* **EXERCISE AIM**
Whenever "RuleSet" appears in a line, please copy that line from the data.

(Stored data entries)

+--

//! Patient endpoints.
//!
//! - `GET /api/patients` — list
//! - `GET /api/patients/:id` — detail
//! - `PATCH /api/patients/:id` — partial update of fields and/or run status
//! - `POST /api/patients/reset-run-status` — set every patient to `NOT_RUN`

use axum::extract::rejection::JsonRejection;
use axum::extract::{Path, State};
use axum::Json;
use serde::Serialize;

use crate::api::error::ApiError;
use crate::api::types::ApiContext;
use crate::patients::{self, PatientDetail, PatientListItem, PatientUpdate};

#[derive(Debug, Serialize)]
pub struct ResetResponse {
    pub message: &'static str,
    pub count: usize,
}

/// `GET /api/patients` — every patient with its run status, in stored order.
pub async fn list(State(ctx): State<ApiContext>) -> Result<Json<Vec<PatientListItem>>, ApiError> {
    let store = ctx.store.clone();
    let items = tokio::task::spawn_blocking(move || patients::list_patients(&store)).await??;
    Ok(Json(items))
}

/// `GET /api/patients/:id` — full detail including the raw record.
pub async fn detail(
    State(ctx): State<ApiContext>,
    Path(patient_id): Path<String>,
) -> Result<Json<PatientDetail>, ApiError> {
    let store = ctx.store.clone();
    let detail =
        tokio::task::spawn_blocking(move || patients::get_patient(&store, &patient_id)).await??;
    Ok(Json(detail))
}

/// `PATCH /api/patients/:id` — apply the present fields, return the new detail.
pub async fn update(
    State(ctx): State<ApiContext>,
    Path(patient_id): Path<String>,
    payload: Result<Json<PatientUpdate>, JsonRejection>,
) -> Result<Json<PatientDetail>, ApiError> {
    let Json(update) = payload?;

    let _guard = ctx.write_lock.lock().await;
    let store = ctx.store.clone();
    let detail = tokio::task::spawn_blocking(move || {
        patients::update_patient(&store, &patient_id, &update)
    })
    .await??;
    Ok(Json(detail))
}

/// `POST /api/patients/reset-run-status` — rebuild the ledger from the records.
pub async fn reset_run_status(
    State(ctx): State<ApiContext>,
) -> Result<Json<ResetResponse>, ApiError> {
    let _guard = ctx.write_lock.lock().await;
    let store = ctx.store.clone();
    let count = tokio::task::spawn_blocking(move || patients::reset_run_statuses(&store)).await??;

    Ok(Json(ResetResponse {
        message: "All run statuses reset to NOT_RUN",
        count,
    }))
}
impl NumberEvaluator {
    pub fn new() -> Self {
        Self {
            trace_enabled: false,
        }
    }

    /// 启用评估追踪
    pub fn with_trace(mut self) -> Self {
        self.trace_enabled = true;
        self
    }

    /// 评估单个数值
    ///
    /// 选择器或谓词中的 panic 不做拦截，直接终止整个运行。
    pub fn execute(
        &self,
        num: Number,
        group_selectors: &[RuleGroupSelector],
        rule_selectors: &[RuleSelector],
        default_output: &DefaultOutput,
        context: &EvaluationContext,
    ) -> EvaluationResult {
        let mut result = EvaluationResult::new(num);

        let matching_groups: Vec<TaggedRuleGroup> = group_selectors
            .iter()
            .flat_map(|selector| selector(num, context))
            .collect();
        let rule_sets: Vec<RuleSet> = rule_selectors
            .iter()
            .flat_map(|selector| selector(num, context))
            .collect();

        self.record(&mut result, || {
            format!(
                "{}: 收集到 {} 个分组, {} 个规则集",
                num,
                matching_groups.len(),
                rule_sets.len()
            )
        });

        for (index, rule_set) in rule_sets.iter().enumerate() {
            if !rule_set.is_active(num, context) {
                self.record(&mut result, || format!("rule_sets[{}]: 条件不成立, 跳过", index));
                continue;
            }

            if let Some(label) =
                self.evaluate_rule_set(num, index, rule_set, &matching_groups, context, &mut result)
            {
                debug!(num, rule_set = index, label = %label, "Rule matched");
                result.label = label;
                result.matched = true;
                result.rule_set_index = Some(index);
                return result;
            }
        }

        let label = default_output(num);
        self.record(&mut result, || format!("{}: 无规则命中, 使用默认输出 {}", num, label));
        debug!(num, label = %label, "No rule matched, using default output");
        result.label = label;
        result
    }

    /// 评估规则集中的规则，返回首个命中规则生成的标签
    fn evaluate_rule_set(
        &self,
        num: Number,
        index: usize,
        rule_set: &RuleSet,
        matching_groups: &[TaggedRuleGroup],
        context: &EvaluationContext,
        result: &mut EvaluationResult,
    ) -> Option<String> {
        for rule in order_rules(&rule_set.rules) {
            if !rule.passes_filter(num) {
                self.record(result, || {
                    format!("rule_sets[{}]: 规则 {} 被过滤", index, rule.output)
                });
                continue;
            }

            if !rule.matches(num, context) {
                trace!(num, rule_id = %rule.id(), "Rule not matched");
                continue;
            }

            rule.fire_events(num);

            let groups: Vec<&TaggedRuleGroup> = matching_groups
                .iter()
                .filter(|group| group.contains(rule.id()))
                .collect();

            let decorated = groups
                .iter()
                .flat_map(|group| group.decorators.iter())
                .fold(rule.clone(), |current, decorator| decorator(current));

            let tag = groups.first().map_or(DEFAULT_TAG, |group| group.tag.as_str());

            let body = groups
                .iter()
                .filter_map(|group| group.result_transformer.as_ref())
                .fold(decorated.output.clone(), |output, transformer| {
                    transformer(&output, num, context)
                });

            self.record(result, || {
                format!(
                    "rule_sets[{}]: 规则 {} 命中 (分组 {}, 标签 {})",
                    index,
                    rule.output,
                    groups.len(),
                    tag
                )
            });

            result.rule_id = Some(rule.id());
            result.tag = Some(tag.to_string());
            return Some(format!("[{}: {}]", tag, body));
        }

        None
    }

    fn record(&self, result: &mut EvaluationResult, line: impl FnOnce() -> String) {
        if self.trace_enabled {
            result.evaluation_trace.push(line());
        }
    }
}
//! 规则组合器
//!
//! 以 AND / OR 组合多条规则的匹配结果（短路求值）。
//! 组合器不会自动参与评估流程，需要通过 `into_evaluator` 接入某条规则的谓词。

use crate::models::{EvaluationContext, Evaluator, Number, Rule};
use crate::operators::LogicalOperator;
use std::sync::Arc;

/// 规则组合器
#[derive(Debug, Clone)]
pub struct RuleCombinator {
    pub operator: LogicalOperator,
    pub rules: Vec<Rule>,
}

impl RuleCombinator {
    pub fn new(operator: LogicalOperator, rules: Vec<Rule>) -> Self {
        Self { operator, rules }
    }

    pub fn and(rules: Vec<Rule>) -> Self {
        Self::new(LogicalOperator::And, rules)
    }

    pub fn or(rules: Vec<Rule>) -> Self {
        Self::new(LogicalOperator::Or, rules)
    }

    /// 转换为规则谓词
    pub fn into_evaluator(self) -> Evaluator {
        Arc::new(move |num: Number, context: &EvaluationContext| {
            evaluate_rule_combinator(&self, num, context)
        })
    }
}

/// 评估组合器
///
/// 成员规则在过滤器放行且谓词成立时视为命中；成员规则的回调不会触发。
/// 空 AND 为真，空 OR 为假。
pub fn evaluate_rule_combinator(
    combinator: &RuleCombinator,
    num: Number,
    context: &EvaluationContext,
) -> bool {
    let member_matches = |rule: &Rule| rule.passes_filter(num) && rule.matches(num, context);

    match combinator.operator {
        // AND: 遇到不匹配立即返回
        LogicalOperator::And => combinator.rules.iter().all(member_matches),
        // OR: 遇到匹配立即返回
        LogicalOperator::Or => combinator.rules.iter().any(member_matches),
    }
}
//! 预定义插件集合
//!
//! 提供开箱即用的插件，命令行默认运行的就是这里的整除插件。

use crate::builtins::{divisible_by, join_with, uppercase};
use crate::combinator::RuleCombinator;
use crate::models::{EvaluationContext, Number, Rule, RuleSet, TaggedRuleGroup};
use crate::plugin::Plugin;

/// 整除插件使用的规则
///
/// 同一组规则同时被分组选择器和规则选择器引用，分组标签依赖规则标识保持一致。
#[derive(Debug, Clone)]
pub struct DivisibilityRules {
    pub fizz_buzz: Rule,
    pub fizz: Rule,
    pub buzz: Rule,
}

impl DivisibilityRules {
    pub fn new() -> Self {
        let fizz = Rule::new("Fizz").with_evaluator(divisible_by(3)).priority(1);
        let buzz = Rule::new("Buzz").with_evaluator(divisible_by(5)).priority(1);
        let fizz_buzz = Rule::new("FizzBuzz")
            .with_evaluator(RuleCombinator::and(vec![fizz.clone(), buzz.clone()]).into_evaluator());

        Self {
            fizz_buzz,
            fizz,
            buzz,
        }
    }

    /// 规则集中的顺序；实际评估顺序由优先级决定
    pub fn all(&self) -> Vec<Rule> {
        vec![self.fizz.clone(), self.buzz.clone(), self.fizz_buzz.clone()]
    }
}

impl Default for DivisibilityRules {
    fn default() -> Self {
        Self::new()
    }
}

/// 预定义插件集合
pub struct PredefinedPlugins;

impl PredefinedPlugins {
    /// 整除插件
    ///
    /// - 规则选择器：能被 3 或 5 整除时返回包含 FizzBuzz / Fizz / Buzz 的规则集
    /// - 分组选择器：所有规则归入 `Divisible`；10 的倍数额外在最前面返回 `Decade`
    ///   分组（包含 Buzz 与 FizzBuzz，输出转为大写）
    /// - 结果格式化器：以 `separator` 拼接
    pub fn divisibility(separator: &str) -> Plugin {
        let rules = DivisibilityRules::new();

        let group_rules = rules.clone();
        let set_rules = rules;
        let set_condition =
            RuleCombinator::or(vec![set_rules.fizz.clone(), set_rules.buzz.clone()])
                .into_evaluator();

        Plugin::new()
            .group_selector(move |num: Number, _: &EvaluationContext| {
                let mut groups = Vec::with_capacity(2);
                if num % 10 == 0 {
                    groups.push(
                        TaggedRuleGroup::new(
                            "Decade",
                            vec![group_rules.buzz.clone(), group_rules.fizz_buzz.clone()],
                        )
                        .with_transformer(uppercase()),
                    );
                }
                groups.push(TaggedRuleGroup::new("Divisible", group_rules.all()));
                groups
            })
            .rule_selector(move |_: Number, _: &EvaluationContext| {
                vec![RuleSet::with_condition(set_condition.clone(), set_rules.all())]
            })
            .result_formatter({
                let formatter = join_with(separator);
                move |results: &[String]| formatter(results)
            })
    }
}
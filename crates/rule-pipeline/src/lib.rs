//! 规则流水线
//!
//! 对数值区间逐个评估可插拔规则，生成带标签的结果并格式化为一个字符串：
//! - 规则、规则集与带标签分组模型
//! - 插件聚合（分组选择器、规则选择器、格式化器）
//! - 优先级排序、相邻去重、首个命中生效的单值评估
//! - 装饰器与输出转换器
//! - AND / OR 规则组合器

pub mod builtins;
pub mod cli;
pub mod combinator;
pub mod driver;
pub mod error;
pub mod evaluator;
pub mod models;
pub mod operators;
pub mod plugin;
pub mod predefined;

pub use combinator::{RuleCombinator, evaluate_rule_combinator};
pub use driver::{SequenceDriver, run, sequence_length, sequence_numbers};
pub use error::{PipelineError, Result};
pub use evaluator::{DEFAULT_TAG, NumberEvaluator, evaluate, order_rules};
pub use models::{
    EvaluationContext, EvaluationResult, Evaluator, Number, ResultTransformer, Rule,
    RuleDecorator, RuleEvent, RuleFilter, RuleId, RuleSet, SelectBehavior, TaggedRuleGroup,
};
pub use operators::LogicalOperator;
pub use plugin::{
    AggregatedPlugins, DefaultOutput, Plugin, ResultFormatter, RuleGroupModifier,
    RuleGroupSelector, RuleSelector,
};
pub use predefined::{DivisibilityRules, PredefinedPlugins};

+--

* **FINAL ANSWER**
        let rule_sets: Vec<RuleSet> = rule_selectors
        rule_set: &RuleSet,
use crate::models::{EvaluationContext, Number, Rule, RuleSet, TaggedRuleGroup};
                vec![RuleSet::with_condition(set_condition.clone(), set_rules.all())]
    RuleDecorator, RuleEvent, RuleFilter, RuleId, RuleSet, SelectBehavior, TaggedRuleGroup,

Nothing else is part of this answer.